Und doch ist nichts normal in diesem Plenum. Die Abgeordneten müssen mehr Abstand halten, sitzen auf der Pressetribüne, sie müssen Masken tragen, wenn sie sich durch das Gebäude bewegen. Nach jedem Redner wird das Pult desinfiziert. Bereits am Morgen säumen Polizisten das ganze Gebäude. Ein Polizeihund wird an der Leine über das Gelände geführt und schnüffelt sich über die Wiese, ein Stück weiter hinten im Park haben sich ein paar Polizeireiter postiert. Der Landtag hat die Sicherheitsmaßnahmen erhöht. Man fürchtet, dass Störer eindringen und die Parlamentarier bedrängen und belästigen könnten wie vor wenigen Tagen im Bundestag. Von Donnerstag an gilt ein verschärftes Bannmeilenkonzept und strengere Kontrollen am Eingang.

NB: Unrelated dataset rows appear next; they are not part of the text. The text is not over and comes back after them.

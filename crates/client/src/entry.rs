//! Credential and certificate entries.
//!
//! An entry owns the retrievers registered for one fragment name and the
//! store they fill. Lifecycle: construct, `bootstrap` once, read, `interrupt`.

use serde_json::json;
use tracing::info;

use keyscope_config::{CertFragment, CredFragment, RetrieveSettings};

use crate::context::RetrieveContext;
use crate::error::Result;
use crate::retriever::{CertRetriever, CredRetriever};
use crate::store::{CertStore, SecretStore};

pub const CRED_ENTRY_TYPE: &str = "CredEntry";
pub const CERT_ENTRY_TYPE: &str = "CertEntry";

const CRED_DESCRIPTION: &str = "Credentials fetched from local files or remote stores.";
const CERT_DESCRIPTION: &str = "TLS certificates and keys fetched from local files or remote stores.";

fn provider_summary(provider: &str, endpoint: String, locale: &str) -> serde_json::Value {
    json!({ "provider": provider, "endpoint": endpoint, "locale": locale })
}

/// Named credential bundle.
#[derive(Debug)]
pub struct CredEntry {
    name: String,
    description: String,
    retrievers: Vec<CredRetriever>,
    store: SecretStore,
}

impl CredEntry {
    pub fn new(name: impl Into<String>) -> Self {
        Self {
            name: name.into(),
            description: CRED_DESCRIPTION.to_string(),
            retrievers: Vec::new(),
            store: SecretStore::new(),
        }
    }

    pub fn from_fragment(fragment: &CredFragment, settings: RetrieveSettings) -> Result<Self> {
        let retriever = CredRetriever::from_fragment(fragment, settings)?;
        Ok(Self::new(fragment.name.clone()).with_retriever(retriever))
    }

    pub fn with_retriever(mut self, retriever: CredRetriever) -> Self {
        self.retrievers.push(retriever);
        self
    }

    pub fn with_description(mut self, description: impl Into<String>) -> Self {
        self.description = description.into();
        self
    }

    pub fn name(&self) -> &str {
        &self.name
    }

    pub fn entry_type(&self) -> &'static str {
        CRED_ENTRY_TYPE
    }

    pub fn description(&self) -> &str {
        &self.description
    }

    pub fn retrievers(&self) -> &[CredRetriever] {
        &self.retrievers
    }

    pub fn store(&self) -> &SecretStore {
        &self.store
    }

    /// Run every retriever once, in registration order.
    pub async fn bootstrap(&mut self, ctx: &RetrieveContext) {
        for retriever in &self.retrievers {
            let fetched = retriever.retrieve(ctx).await;
            self.store.absorb(fetched);
        }
        info!(
            entry = %self.name,
            entry_type = CRED_ENTRY_TYPE,
            requested = self.store.len(),
            available = self.store.available_count(),
            "Bootstrapped entry"
        );
    }

    /// Drop fetched material.
    pub fn interrupt(&mut self) {
        self.store = SecretStore::new();
        info!(entry = %self.name, entry_type = CRED_ENTRY_TYPE, "Interrupted entry");
    }

    pub fn marshal_safe(&self) -> serde_json::Value {
        let providers: Vec<_> = self
            .retrievers
            .iter()
            .map(|r| {
                let mut summary = provider_summary(r.provider(), r.endpoint(), r.locale().as_str());
                summary["paths"] = json!(r.list_paths());
                summary
            })
            .collect();
        json!({
            "name": self.name,
            "type": CRED_ENTRY_TYPE,
            "description": self.description,
            "providers": providers,
            "store": self.store.marshal_safe(),
        })
    }
}

/// Named certificate bundle.
#[derive(Debug)]
pub struct CertEntry {
    name: String,
    description: String,
    retrievers: Vec<CertRetriever>,
    store: CertStore,
}

impl CertEntry {
    pub fn new(name: impl Into<String>) -> Self {
        Self {
            name: name.into(),
            description: CERT_DESCRIPTION.to_string(),
            retrievers: Vec::new(),
            store: CertStore::new(),
        }
    }

    pub fn from_fragment(fragment: &CertFragment, settings: RetrieveSettings) -> Self {
        Self::new(fragment.name.clone())
            .with_retriever(CertRetriever::from_fragment(fragment, settings))
    }

    pub fn with_retriever(mut self, retriever: CertRetriever) -> Self {
        self.retrievers.push(retriever);
        self
    }

    pub fn with_description(mut self, description: impl Into<String>) -> Self {
        self.description = description.into();
        self
    }

    pub fn name(&self) -> &str {
        &self.name
    }

    pub fn entry_type(&self) -> &'static str {
        CERT_ENTRY_TYPE
    }

    pub fn description(&self) -> &str {
        &self.description
    }

    pub fn retrievers(&self) -> &[CertRetriever] {
        &self.retrievers
    }

    pub fn store(&self) -> &CertStore {
        &self.store
    }

    pub async fn bootstrap(&mut self, ctx: &RetrieveContext) {
        for retriever in &self.retrievers {
            let fetched = retriever.retrieve(ctx).await;
            self.store.absorb(fetched);
        }
        info!(
            entry = %self.name,
            entry_type = CERT_ENTRY_TYPE,
            available = self.store.available_count(),
            "Bootstrapped entry"
        );
    }

    pub fn interrupt(&mut self) {
        self.store = CertStore::new();
        info!(entry = %self.name, entry_type = CERT_ENTRY_TYPE, "Interrupted entry");
    }

    pub fn marshal_safe(&self) -> serde_json::Value {
        let providers: Vec<_> = self
            .retrievers
            .iter()
            .map(|r| provider_summary(r.provider(), r.endpoint(), r.locale().as_str()))
            .collect();
        json!({
            "name": self.name,
            "type": CERT_ENTRY_TYPE,
            "description": self.description,
            "providers": providers,
            "store": self.store.marshal_safe(),
        })
    }
}
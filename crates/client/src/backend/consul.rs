//! Consul KV reads via `GET /v1/kv/<key>?raw`.

use reqwest::StatusCode;
use secrecy::{ExposeSecret, SecretString};

use keyscope_config::{BasicAuth, RetrieveSettings};

use crate::backend::http::{ensure_success, http_client, key_url, normalize_endpoint};
use crate::error::{ClientError, Result};

const TOKEN_HEADER: &str = "X-Consul-Token";

pub(crate) struct ConsulSession {
    http: reqwest::Client,
    kv_base: String,
    datacenter: Option<String>,
    token: Option<SecretString>,
    basic_auth: Option<BasicAuth>,
}

impl ConsulSession {
    pub(crate) fn connect(
        endpoint: &str,
        datacenter: Option<&str>,
        token: Option<&SecretString>,
        basic_auth: Option<&BasicAuth>,
        settings: &RetrieveSettings,
    ) -> Result<Self> {
        let base = normalize_endpoint(endpoint)?;
        Ok(Self {
            http: http_client(settings)?,
            kv_base: format!("{base}/v1/kv"),
            datacenter: datacenter
                .map(str::trim)
                .filter(|dc| !dc.is_empty())
                .map(str::to_string),
            token: token.cloned(),
            basic_auth: basic_auth.cloned(),
        })
    }

    pub(crate) async fn get(&self, key: &str) -> Result<Vec<u8>> {
        let url = format!("{}?raw", key_url(&self.kv_base, key));

        let mut request = self.http.get(&url);
        if let Some(dc) = &self.datacenter {
            request = request.query(&[("dc", dc)]);
        }
        if let Some(token) = &self.token {
            request = request.header(TOKEN_HEADER, token.expose_secret());
        }
        if let Some(auth) = &self.basic_auth {
            request = request.basic_auth(&auth.username, Some(auth.password()));
        }

        let response = request.send().await?;
        if response.status() == StatusCode::NOT_FOUND {
            return Err(ClientError::MissingKey(key.to_string()));
        }
        let response = ensure_success(response)?;
        Ok(response.bytes().await?.to_vec())
    }
}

Seit Monaten wird nun gerungen um Inzidenzen und Impfstoffe, um offene Schulen und geschlossene Wirtshäuser, um Lockerungen und Lockdown. Auch am Donnerstag wird über den aktuellen Kurs von Bund und Ländern gestritten, ganze vier Stunden lang. Die Opposition regt sich darüber auf, dass das Parlament zwar mitreden, aber nicht mitentscheiden dürfe. Auf der Ministerpräsidentenkonferenz gehe es zu wie auf dem orientalischen Basar, kritisiert FDP-Fraktionschef Hans-Ulrich Rülke. Man halte die Sitzung erst ab, wenn die Beschlüsse bereits gefallen seien, sagt SPD-Fraktionschef Andreas Stoch.

Am Ende segnen die Abgeordneten von Grün-Schwarz die Maßnahmen der Landesregierung mit einem Entschließungsantrag ab. Und so bleibt der Austausch von Argumenten. Die Regierung mache zu viel, schimpft die FDP. Fraktionschef Rülke hatte der Landesregierung zuletzt eine Jo-Jo-Politik zugeschrieben, nun steigert er sich zum Vorwurf einer Schrotflintenpolitik - damit nimmt er die pauschalen Maßnahmen gegen das Virus ins Visier. Man schieße ins Blaue und hoffe damit, irgendwie Infektionsherde zu treffen. Das erweise sich aber als Rohrkrepierer und schade etwa dem Handel.

Die Regierung mache zu wenig, schimpft die SPD. Grün-Schwarz habe die Dramatik der Lage nicht begriffen. Kretschmann führe eine Regierung des Stillstands, und Firmen wie Schulen müssten für die Bummelei büßen. Die Landesregierung laufe entweder dem Bund hinter, warte auf Gerichte oder gebe Entscheidungen nach unten ab, etwa zu der Frage, ob Kommunen Weihnachtsmärkte ausrichten sollen.

SPD und FDP sind sich einig, dass Grün-Schwarz den Sommer verschlafen habe - ohne Szenarien zu entwickeln, ohne Antigentests für vulnerable Gruppen oder FFP2-Masken zu beschaffen. Und die Opposition beklagt, dass es kein Konzept gebe, keine Strategie. Aber den einen Masterplan, den gebe es eben nicht, entgegnet CDU-Fraktionschef Wolfgang Reinhart. Man müsse navigieren zwischen Freiheit und Gesundheit. "Nach wie vor bleiben wir Tastende, Lernende." Man sei auf dem richtigen Weg. "Das Wasser steht uns bis zum Hals, aber immerhin: Es steigt derzeit nicht mehr", sagte er.

Man fahre weiter auf Sicht, rechtfertigte sich auch Kretschmann. Ganz der Biologie-Lehrer, referiert aus dem virologischen Instrumentenkasten - und dreht zum Ende der Debatte richtig auf, als ein AfD-Abgeordneter ihm eine Frage stellen will. Die lässt der Regierungschef erst gar nicht zu. Eine Debatte mit der AfD mache keinen Sinn, weil sie das Virus als harmlos ansehe, ruft Kretschmann zum rechten Rand des Plenums. Wenn die Menschheit stets so auf Pandemien reagiert hätte wie die AfD, "dann hätten wir wahrscheinlich immer noch die Pest". Da erhält er auch mal Applaus aus den anderen Fraktionen.